Abstract
This paper describes how after a period of no activity, a waterflood development is rejuvenated. This is achieved through full integration from geosciences, reservoir engineering and drilling to facilities engineering, operations and surveillance. This collaboration enabled further development following improved subsurface understanding based on appraisal, surveillance and production data as well as managing integrity and capacity issues of the aging facilities.
The Shuaiba limestone reservoir is situated in a fault-bounded, north-south trending anticline. The reservoir (~26% porosity with low matrix permeability, 1–20 mD) contains light oil (~35 API) in thin column heights of typically 5 to 30 m.
In the initial development phase the reservoir was developed by multilateral horizontal producers. Field-wide water injection started ~10 years after initial production with horizontal water injectors placed in multi-lateral patterns of up to 7 legs. The complexity is not limited to the subsurface; surface facilities handle oil-water separation from deeper reservoirs as well as 7 satellite fields.
After years without drilling activity, appraisal wells were recently drilled outside the field extent to test both structural and saturation models with the FWL progressively deepening towards the flanks by approximately ~5m tvd per km. This has added the opportunity of new flank developments to the existing field with significantly increased reserves. New insights into mobile saturation have driven the production threshold down to as low as 25% oil saturation.
The flanks will be developed with single lateral wells, taking into account the thin oil column and optimizing surveillance opportunities.

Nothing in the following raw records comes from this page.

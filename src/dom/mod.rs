//! In-memory DOM.
//!
//! A small arena document standing in for the browser DOM: elements, text
//! nodes, attributes, a `value` property, focus, bubbling event dispatch, a
//! CSS selector subset and HTML (de)serialization. Everything the render core
//! needs from `document`, and nothing else.

mod document;
mod event;
mod html;
mod selector;

use thiserror::Error;

pub use document::{Document, ListenerId, NodeId, WeakDocument};
pub use event::{Event, EventFlags};
pub use html::{escape_attr, escape_text, is_void_element};
pub use selector::Selector;

#[derive(Debug, Clone, PartialEq, Eq, Error)]
pub enum DomError {
    #[error("node {0:?} does not exist")]
    UnknownNode(NodeId),

    #[error("node {0:?} is not an element")]
    NotAnElement(NodeId),

    #[error("cannot insert {child:?} under {parent:?}: it is an ancestor")]
    Hierarchy { parent: NodeId, child: NodeId },

    #[error("invalid selector `{selector}`: {reason}")]
    InvalidSelector { selector: String, reason: String },

    #[error("HTML parse error: {0}")]
    Parse(String),
}
impl<S: Clone + PartialEq + 'static, P: 'static> Component<S, P> {
    pub fn new(
        name: &str,
        state: S,
        template: impl Fn(&ViewCx<S, P>) -> Result<View, RenderError> + 'static,
    ) -> Self {
        Self {
            name: name.to_string(),
            state,
            template: Rc::new(template),
            bindings: Vec::new(),
            mount_hooks: Vec::new(),
        }
    }

    /// Delegate `event_type` events on `selector` (inside the mount point) to
    /// `handler` for the component's whole life.
    pub fn on(
        mut self,
        event_type: &str,
        selector: &str,
        handler: impl Fn(&Scope<S, P>, &Event, NodeId) + 'static,
    ) -> Self {
        self.bindings.push(Binding {
            event_type: event_type.to_string(),
            selector: selector.to_string(),
            handler: Rc::new(handler),
        });
        self
    }

    /// Run after the first paint. The returned cleanup runs on destroy.
    pub fn on_mount(mut self, hook: impl FnOnce(&Scope<S, P>) -> Option<Cleanup> + 'static) -> Self {
        self.mount_hooks.push(Box::new(hook));
        self
    }

    pub fn name(&self) -> &str {
        &self.name
    }

    /// Render into `target` and attach the declared bindings.
    pub fn mount(self, host: &Host, target: NodeId, props: P) -> Result<MountHandle<S, P>, RenderError> {
        if !host.document().is_element(target) {
            return Err(DomError::NotAnElement(target).into());
        }
        for binding in &self.bindings {
            Selector::parse(&binding.selector)?;
        }

        let Component {
            name,
            state,
            template,
            bindings,
            mount_hooks,
        } = self;

        let owner = OwnerId(host.runtime().next_id());
        let instance = Rc::new(Instance {
            name,
            owner,
            host: host.clone(),
            target,
            state: host.runtime().signal(state),
            props: Rc::new(props),
            template,
            lifecycle: Cell::new(Lifecycle::Mounting),
            effect: RefCell::new(None),
            reconciler: RefCell::new(None),
            render_scope: RefCell::new(RenderScope::default()),
            mount_cleanups: RefCell::new(Vec::new()),
            rendering: Cell::new(false),
            dirty: Cell::new(false),
            render_count: Cell::new(0),
            last_error: RefCell::new(None),
        });
        debug!(component = %instance.name, owner = owner.0, "mounting");

        let weak = Rc::downgrade(&instance);
        let effect = host.runtime().effect(move || {
            if let Some(instance) = weak.upgrade() {
                instance.run();
            }
        });
        *instance.effect.borrow_mut() = Some(Rc::new(effect));

        for binding in bindings {
            match instance.register(&binding.event_type, &binding.selector, binding.handler) {
                Ok(cleanup) => instance.mount_cleanups.borrow_mut().push(cleanup),
                Err(err) => {
                    instance.destroy();
                    return Err(err.into());
                }
            }
        }
        instance.lifecycle.set(Lifecycle::Mounted);

        let scope = instance.scope();
        for hook in mount_hooks {
            if let Some(cleanup) = host.runtime().untrack(|| hook(&scope)) {
                instance.mount_cleanups.borrow_mut().push(cleanup);
            }
        }

        Ok(MountHandle { instance })
    }
}
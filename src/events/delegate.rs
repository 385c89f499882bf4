//! EventDelegator - one root listener per event type, many registrations.

use std::cell::RefCell;
use std::collections::BTreeMap;
use std::rc::{Rc, Weak};

use tracing::trace;

use crate::dom::{Document, DomError, Event, ListenerId, NodeId, Selector, WeakDocument};
use crate::reactive::Cleanup;

/// Identifies the component a registration belongs to.
#[derive(Debug, Clone, Copy, PartialEq, Eq, Hash, PartialOrd, Ord)]
pub struct OwnerId(pub u64);

/// Receives the event and the element that matched the selector.
pub type DelegateHandler = Rc<dyn Fn(&Event, NodeId)>;

struct Registration {
    id: u64,
    selector: Selector,
    owner: OwnerId,
    /// The owner's mount point; events outside it are ignored.
    scope: NodeId,
    handler: DelegateHandler,
}

struct TypeEntry {
    listener: ListenerId,
    registrations: Vec<Registration>,
}

#[derive(Default)]
struct DelegatorInner {
    types: BTreeMap<String, TypeEntry>,
    next_id: u64,
}

// =============================================================================
// HANDLER REGISTRY
// =============================================================================

/// Routes events bubbling to `root` to registered `(selector, owner, handler)`
/// triples.
///
/// # Invariants
///
/// 1. At most one real listener per event type exists on `root`.
/// 2. That listener exists exactly while its type has at least one
///    registration.
/// 3. A handler only sees events whose target and matched element both lie
///    inside its owner's scope.
#[derive(Clone)]
pub struct EventDelegator {
    document: Document,
    root: NodeId,
    inner: Rc<RefCell<DelegatorInner>>,
}

impl EventDelegator {
    pub fn new(document: Document, root: NodeId) -> Self {
        Self {
            document,
            root,
            inner: Rc::new(RefCell::new(DelegatorInner::default())),
        }
    }

    pub fn document(&self) -> &Document {
        &self.document
    }

    pub fn root(&self) -> NodeId {
        self.root
    }

    /// Register `handler` for `event_type` events whose target has an
    /// inclusive ancestor matching `selector` within `scope`.
    ///
    /// The returned cleanup removes this registration only.
    pub fn register(
        &self,
        event_type: &str,
        selector: &str,
        owner: OwnerId,
        scope: NodeId,
        handler: impl Fn(&Event, NodeId) + 'static,
    ) -> Result<Cleanup, DomError> {
        let selector = Selector::parse(selector)?;

        let needs_listener = !self.inner.borrow().types.contains_key(event_type);
        if needs_listener {
            let weak_inner = Rc::downgrade(&self.inner);
            let weak_doc = self.document.downgrade();
            let listener = self.document.add_event_listener(self.root, event_type, move |event| {
                dispatch(&weak_inner, &weak_doc, event);
            })?;
            self.inner.borrow_mut().types.insert(
                event_type.to_string(),
                TypeEntry {
                    listener,
                    registrations: Vec::new(),
                },
            );
            trace!(event_type, "delegated listener attached");
        }

        let id = {
            let mut inner = self.inner.borrow_mut();
            let id = inner.next_id;
            inner.next_id += 1;
            if let Some(entry) = inner.types.get_mut(event_type) {
                entry.registrations.push(Registration {
                    id,
                    selector,
                    owner,
                    scope,
                    handler: Rc::new(handler),
                });
            }
            id
        };

        let weak_inner = Rc::downgrade(&self.inner);
        let weak_doc = self.document.downgrade();
        let root = self.root;
        let event_type = event_type.to_string();
        Ok(Box::new(move || {
            let Some(inner) = weak_inner.upgrade() else { return };
            let mut inner = inner.borrow_mut();
            if let Some(entry) = inner.types.get_mut(&event_type) {
                entry.registrations.retain(|r| r.id != id);
            }
            prune_empty(&mut inner, &weak_doc, root);
        }))
    }

    /// Remove every registration of `owner`, across all event types.
    /// Returns how many were removed.
    pub fn unregister_owner(&self, owner: OwnerId) -> usize {
        let mut inner = self.inner.borrow_mut();
        let mut removed = 0;
        for entry in inner.types.values_mut() {
            let before = entry.registrations.len();
            entry.registrations.retain(|r| r.owner != owner);
            removed += before - entry.registrations.len();
        }
        prune_empty(&mut inner, &self.document.downgrade(), self.root);
        removed
    }

    pub fn registration_count(&self) -> usize {
        self.inner
            .borrow()
            .types
            .values()
            .map(|e| e.registrations.len())
            .sum()
    }

    pub fn registrations_for(&self, owner: OwnerId) -> usize {
        self.inner
            .borrow()
            .types
            .values()
            .flat_map(|e| e.registrations.iter())
            .filter(|r| r.owner == owner)
            .count()
    }

    /// Event types that currently have a root listener.
    pub fn listener_types(&self) -> Vec<String> {
        self.inner.borrow().types.keys().cloned().collect()
    }

    pub fn is_empty(&self) -> bool {
        self.inner.borrow().types.is_empty()
    }
}

fn prune_empty(inner: &mut DelegatorInner, document: &WeakDocument, root: NodeId) {
    let empty: Vec<String> = inner
        .types
        .iter()
        .filter(|(_, e)| e.registrations.is_empty())
        .map(|(t, _)| t.clone())
        .collect();

    for event_type in empty {
        if let Some(entry) = inner.types.remove(&event_type) {
            if let Some(document) = document.upgrade() {
                document.remove_event_listener(root, entry.listener);
            }
            trace!(event_type, "delegated listener detached");
        }
    }
}

fn dispatch(inner: &Weak<RefCell<DelegatorInner>>, document: &WeakDocument, event: &Event) {
    let (Some(inner), Some(document)) = (inner.upgrade(), document.upgrade()) else {
        return;
    };

    // Snapshot: handlers may register or unregister while we iterate.
    let candidates: Vec<(u64, Selector, NodeId, DelegateHandler)> = {
        let inner = inner.borrow();
        let Some(entry) = inner.types.get(event.event_type()) else {
            return;
        };
        entry
            .registrations
            .iter()
            .map(|r| (r.id, r.selector.clone(), r.scope, r.handler.clone()))
            .collect()
    };

    let target = event.target();
    for (id, selector, scope, handler) in candidates {
        if event.is_immediate_stopped() {
            break;
        }
        // Unregistered by an earlier handler of this dispatch.
        let live = inner
            .borrow()
            .types
            .get(event.event_type())
            .is_some_and(|e| e.registrations.iter().any(|r| r.id == id));
        if !live {
            continue;
        }
        let Some(matched) = document.closest(target, &selector) else {
            continue;
        };
        if document.contains(scope, target) && document.contains(scope, matched) {
            handler(event, matched);
        }
    }
}

// =============================================================================
// TESTS
// =============================================================================

#[cfg(test)]
mod tests {
    use super::*;
    use std::cell::Cell;

    struct Fixture {
        doc: Document,
        delegator: EventDelegator,
        scope: NodeId,
        button: NodeId,
        outside: NodeId,
    }

    fn fixture() -> Fixture {
        let doc = Document::new();
        let body = doc.body();
        let scope = doc.create_element("section");
        doc.append_child(body, scope).unwrap();
        doc.set_inner_html(
            scope,
            r#"<div class="product-card" data-product-id="42"><button class="add-to-cart-btn"><span>Add</span></button></div>"#,
        )
        .unwrap();
        let button = doc.find(scope, "button").unwrap().unwrap();

        let outside = doc.create_element("div");
        doc.set_attribute(outside, "data-product-id", "99").unwrap();
        doc.append_child(body, outside).unwrap();

        let delegator = EventDelegator::new(doc.clone(), body);
        Fixture { doc, delegator, scope, button, outside }
    }

    #[test]
    fn test_single_root_listener_per_type() {
        let f = fixture();
        let owner = OwnerId(1);
        let _a = f.delegator.register("click", ".add-to-cart-btn", owner, f.scope, |_, _| {}).unwrap();
        let _b = f.delegator.register("click", "[data-product-id]", owner, f.scope, |_, _| {}).unwrap();
        let _c = f.delegator.register("change", "select", owner, f.scope, |_, _| {}).unwrap();

        assert_eq!(f.doc.listener_count(f.doc.body(), "click"), 1);
        assert_eq!(f.doc.listener_count(f.doc.body(), "change"), 1);
        assert_eq!(f.delegator.registration_count(), 3);
        assert_eq!(f.delegator.listener_types(), vec!["change", "click"]);
    }

    #[test]
    fn test_listener_removed_only_when_last_registration_goes() {
        let f = fixture();
        let hits = Rc::new(Cell::new(0));

        let h1 = hits.clone();
        let first = f
            .delegator
            .register("click", "button", OwnerId(1), f.scope, move |_, _| h1.set(h1.get() + 1))
            .unwrap();
        let h2 = hits.clone();
        let second = f
            .delegator
            .register("click", "button", OwnerId(2), f.scope, move |_, _| h2.set(h2.get() + 10))
            .unwrap();

        first();
        assert_eq!(f.doc.listener_count(f.doc.body(), "click"), 1);
        f.doc.click(f.button);
        assert_eq!(hits.get(), 10);

        second();
        assert_eq!(f.doc.listener_count(f.doc.body(), "click"), 0);
        assert!(f.delegator.is_empty());
        f.doc.click(f.button);
        assert_eq!(hits.get(), 10);
    }

    #[test]
    fn test_handler_receives_matched_element() {
        let f = fixture();
        let seen = Rc::new(RefCell::new(None));
        let seen_c = seen.clone();
        let doc = f.doc.clone();
        let _c = f
            .delegator
            .register("click", "[data-product-id]", OwnerId(1), f.scope, move |_, matched| {
                *seen_c.borrow_mut() = doc.attribute(matched, "data-product-id");
            })
            .unwrap();

        let span = f.doc.find(f.scope, "span").unwrap().unwrap();
        f.doc.click(span);
        assert_eq!(seen.borrow().as_deref(), Some("42"));
    }

    #[test]
    fn test_events_outside_scope_are_ignored() {
        let f = fixture();
        let hits = Rc::new(Cell::new(0));
        let h = hits.clone();
        let _c = f
            .delegator
            .register("click", "[data-product-id]", OwnerId(1), f.scope, move |_, _| h.set(h.get() + 1))
            .unwrap();

        f.doc.click(f.outside);
        assert_eq!(hits.get(), 0);
        f.doc.click(f.button);
        assert_eq!(hits.get(), 1);
    }

    #[test]
    fn test_unregister_owner_removes_all_types() {
        let f = fixture();
        let _a = f.delegator.register("click", "button", OwnerId(1), f.scope, |_, _| {}).unwrap();
        let _b = f.delegator.register("change", "select", OwnerId(1), f.scope, |_, _| {}).unwrap();
        let _c = f.delegator.register("click", "button", OwnerId(2), f.scope, |_, _| {}).unwrap();

        assert_eq!(f.delegator.unregister_owner(OwnerId(1)), 2);
        assert_eq!(f.delegator.registrations_for(OwnerId(1)), 0);
        assert_eq!(f.delegator.listener_types(), vec!["click"]);
        assert_eq!(f.doc.listener_count(f.doc.body(), "change"), 0);
    }

    #[test]
    fn test_invalid_selector_is_rejected_without_listener() {
        let f = fixture();
        let result = f.delegator.register("click", "[broken", OwnerId(1), f.scope, |_, _| {});
        assert!(result.is_err());
        assert!(f.delegator.is_empty());
        assert_eq!(f.doc.listener_count(f.doc.body(), "click"), 0);
    }

    #[test]
    fn test_handler_unregistered_mid_dispatch_is_skipped() {
        let f = fixture();
        let hits = Rc::new(Cell::new(0));

        let delegator = f.delegator.clone();
        let _first = f
            .delegator
            .register("click", "button", OwnerId(1), f.scope, move |_, _| {
                delegator.unregister_owner(OwnerId(2));
            })
            .unwrap();
        let h = hits.clone();
        let _second = f
            .delegator
            .register("click", "button", OwnerId(2), f.scope, move |_, _| h.set(h.get() + 1))
            .unwrap();

        f.doc.click(f.button);
        assert_eq!(hits.get(), 0);
        assert_eq!(f.delegator.registration_count(), 1);
    }
}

Challenges facing this development are related to maintaining the aging facilities, integrated management of flow line replacements, overall production capacity and water injection constraints. These are tackled in an integrated manner through (1) debottlenecking the main station and reducing flow line length through remote manifold stations, (2) prioritized flow line replacements ranked by surveillance activities, (3) rejuvenating the water disposal system and (4) restoring the overall downhole injectivity. These combined efforts will expand production far into the next decade.